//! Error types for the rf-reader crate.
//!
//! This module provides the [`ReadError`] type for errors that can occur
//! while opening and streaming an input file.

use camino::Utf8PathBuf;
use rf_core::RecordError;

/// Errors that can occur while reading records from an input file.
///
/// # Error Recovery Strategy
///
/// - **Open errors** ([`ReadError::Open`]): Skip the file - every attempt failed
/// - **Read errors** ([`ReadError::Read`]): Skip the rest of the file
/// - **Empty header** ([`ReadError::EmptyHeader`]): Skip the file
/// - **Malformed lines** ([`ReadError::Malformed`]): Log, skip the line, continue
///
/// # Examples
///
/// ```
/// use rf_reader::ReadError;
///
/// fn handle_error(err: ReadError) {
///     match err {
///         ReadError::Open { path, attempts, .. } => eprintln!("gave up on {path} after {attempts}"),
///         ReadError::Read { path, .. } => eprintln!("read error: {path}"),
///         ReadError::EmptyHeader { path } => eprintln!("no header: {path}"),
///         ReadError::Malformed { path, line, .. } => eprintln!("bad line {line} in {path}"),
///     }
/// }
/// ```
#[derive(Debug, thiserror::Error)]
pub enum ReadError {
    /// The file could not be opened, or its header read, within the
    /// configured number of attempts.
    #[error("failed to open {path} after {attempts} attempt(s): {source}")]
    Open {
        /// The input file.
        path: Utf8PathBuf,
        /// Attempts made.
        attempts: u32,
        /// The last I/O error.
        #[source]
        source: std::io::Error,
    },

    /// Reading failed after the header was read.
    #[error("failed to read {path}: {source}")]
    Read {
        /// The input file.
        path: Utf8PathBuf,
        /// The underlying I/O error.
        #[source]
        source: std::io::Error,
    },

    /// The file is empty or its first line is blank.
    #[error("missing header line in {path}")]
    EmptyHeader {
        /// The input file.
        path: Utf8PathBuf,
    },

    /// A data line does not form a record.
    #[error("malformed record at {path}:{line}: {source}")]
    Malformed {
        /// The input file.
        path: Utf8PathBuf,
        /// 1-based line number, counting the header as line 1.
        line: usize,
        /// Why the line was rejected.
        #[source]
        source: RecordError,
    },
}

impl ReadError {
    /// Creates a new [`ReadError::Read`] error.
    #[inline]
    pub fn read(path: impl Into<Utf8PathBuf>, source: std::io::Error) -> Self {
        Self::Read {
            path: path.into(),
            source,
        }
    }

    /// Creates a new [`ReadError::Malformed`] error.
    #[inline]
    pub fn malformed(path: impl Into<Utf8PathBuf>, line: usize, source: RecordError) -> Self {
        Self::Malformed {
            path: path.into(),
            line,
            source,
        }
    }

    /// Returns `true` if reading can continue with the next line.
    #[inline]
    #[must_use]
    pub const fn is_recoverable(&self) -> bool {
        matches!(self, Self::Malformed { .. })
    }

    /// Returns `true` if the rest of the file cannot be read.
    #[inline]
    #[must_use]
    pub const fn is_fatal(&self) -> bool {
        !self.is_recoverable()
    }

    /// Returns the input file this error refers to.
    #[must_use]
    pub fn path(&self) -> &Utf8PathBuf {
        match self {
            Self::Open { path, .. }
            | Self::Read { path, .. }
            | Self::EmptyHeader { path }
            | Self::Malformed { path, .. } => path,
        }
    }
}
※ ※ ※
Assignment:
Reproduce the records above in full and with exact wording.

Written response:
//! Error types for the rf-reader crate.
//!
//! This module provides the [`ReadError`] type for errors that can occur
//! while opening and streaming an input file.

use camino::Utf8PathBuf;
use rf_core::RecordError;

/// Errors that can occur while reading records from an input file.
///
/// # Error Recovery Strategy
///
/// - **Open errors** ([`ReadError::Open`]): Skip the file - every attempt failed
/// - **Read errors** ([`ReadError::Read`]): Skip the rest of the file
/// - **Empty header** ([`ReadError::EmptyHeader`]): Skip the file
/// - **Malformed lines** ([`ReadError::Malformed`]): Log, skip the line, continue
///
/// # Examples
///
/// ```
/// use rf_reader::ReadError;
///
/// fn handle_error(err: ReadError) {
///     match err {
///         ReadError::Open { path, attempts, .. } => eprintln!("gave up on {path} after {attempts}"),
///         ReadError::Read { path, .. } => eprintln!("read error: {path}"),
///         ReadError::EmptyHeader { path } => eprintln!("no header: {path}"),
///         ReadError::Malformed { path, line, .. } => eprintln!("bad line {line} in {path}"),
///     }
/// }
/// ```
#[derive(Debug, thiserror::Error)]
pub enum ReadError {
    /// The file could not be opened, or its header read, within the
    /// configured number of attempts.
    #[error("failed to open {path} after {attempts} attempt(s): {source}")]
    Open {
        /// The input file.
        path: Utf8PathBuf,
        /// Attempts made.
        attempts: u32,
        /// The last I/O error.
        #[source]
        source: std::io::Error,
    },

    /// Reading failed after the header was read.
    #[error("failed to read {path}: {source}")]
    Read {
        /// The input file.
        path: Utf8PathBuf,
        /// The underlying I/O error.
        #[source]
        source: std::io::Error,
    },

    /// The file is empty or its first line is blank.
    #[error("missing header line in {path}")]
    EmptyHeader {
        /// The input file.
        path: Utf8PathBuf,
    },

    /// A data line does not form a record.
    #[error("malformed record at {path}:{line}: {source}")]
    Malformed {
        /// The input file.
        path: Utf8PathBuf,
        /// 1-based line number, counting the header as line 1.
        line: usize,
        /// Why the line was rejected.
        #[source]
        source: RecordError,
    },
}

impl ReadError {
    /// Creates a new [`ReadError::Read`] error.
    #[inline]
    pub fn read(path: impl Into<Utf8PathBuf>, source: std::io::Error) -> Self {
        Self::Read {
            path: path.into(),
            source,
        }
    }

    /// Creates a new [`ReadError::Malformed`] error.
    #[inline]
    pub fn malformed(path: impl Into<Utf8PathBuf>, line: usize, source: RecordError) -> Self {
        Self::Malformed {
            path: path.into(),
            line,
            source,
        }
    }

    /// Returns `true` if reading can continue with the next line.
    #[inline]
    #[must_use]
    pub const fn is_recoverable(&self) -> bool {
        matches!(self, Self::Malformed { .. })
    }

    /// Returns `true` if the rest of the file cannot be read.
    #[inline]
    #[must_use]
    pub const fn is_fatal(&self) -> bool {
        !self.is_recoverable()
    }

    /// Returns the input file this error refers to.
    #[must_use]
    pub fn path(&self) -> &Utf8PathBuf {
        match self {
            Self::Open { path, .. }
            | Self::Read { path, .. }
            | Self::EmptyHeader { path }
            | Self::Malformed { path, .. } => path,
        }
    }
}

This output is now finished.